[Aim of the exercise]
The required result is a line count: how many lines in this data hold the word "path". Give only that.
________
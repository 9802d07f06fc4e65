use std::path::PathBuf;

use schemars::JsonSchema;
use serde::{Deserialize, Serialize};

/// Where the session survives between runs. We differentiate the backends
/// via a "type" tag in the YAML.
#[derive(Deserialize, Serialize, Debug, Clone, JsonSchema, Default)]
#[serde(tag = "type")]
pub enum StorageConfig {
    /// Session lives only as long as the process.
    #[serde(rename = "memory")]
    #[default]
    Memory,
    /// Session is written through to a JSON file on every change.
    #[serde(rename = "file")]
    File(FileStorageConfig),
}

#[derive(Deserialize, Serialize, Debug, Clone, JsonSchema)]
pub struct FileStorageConfig {
    pub path: PathBuf,
}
________
[Completed exercise]
2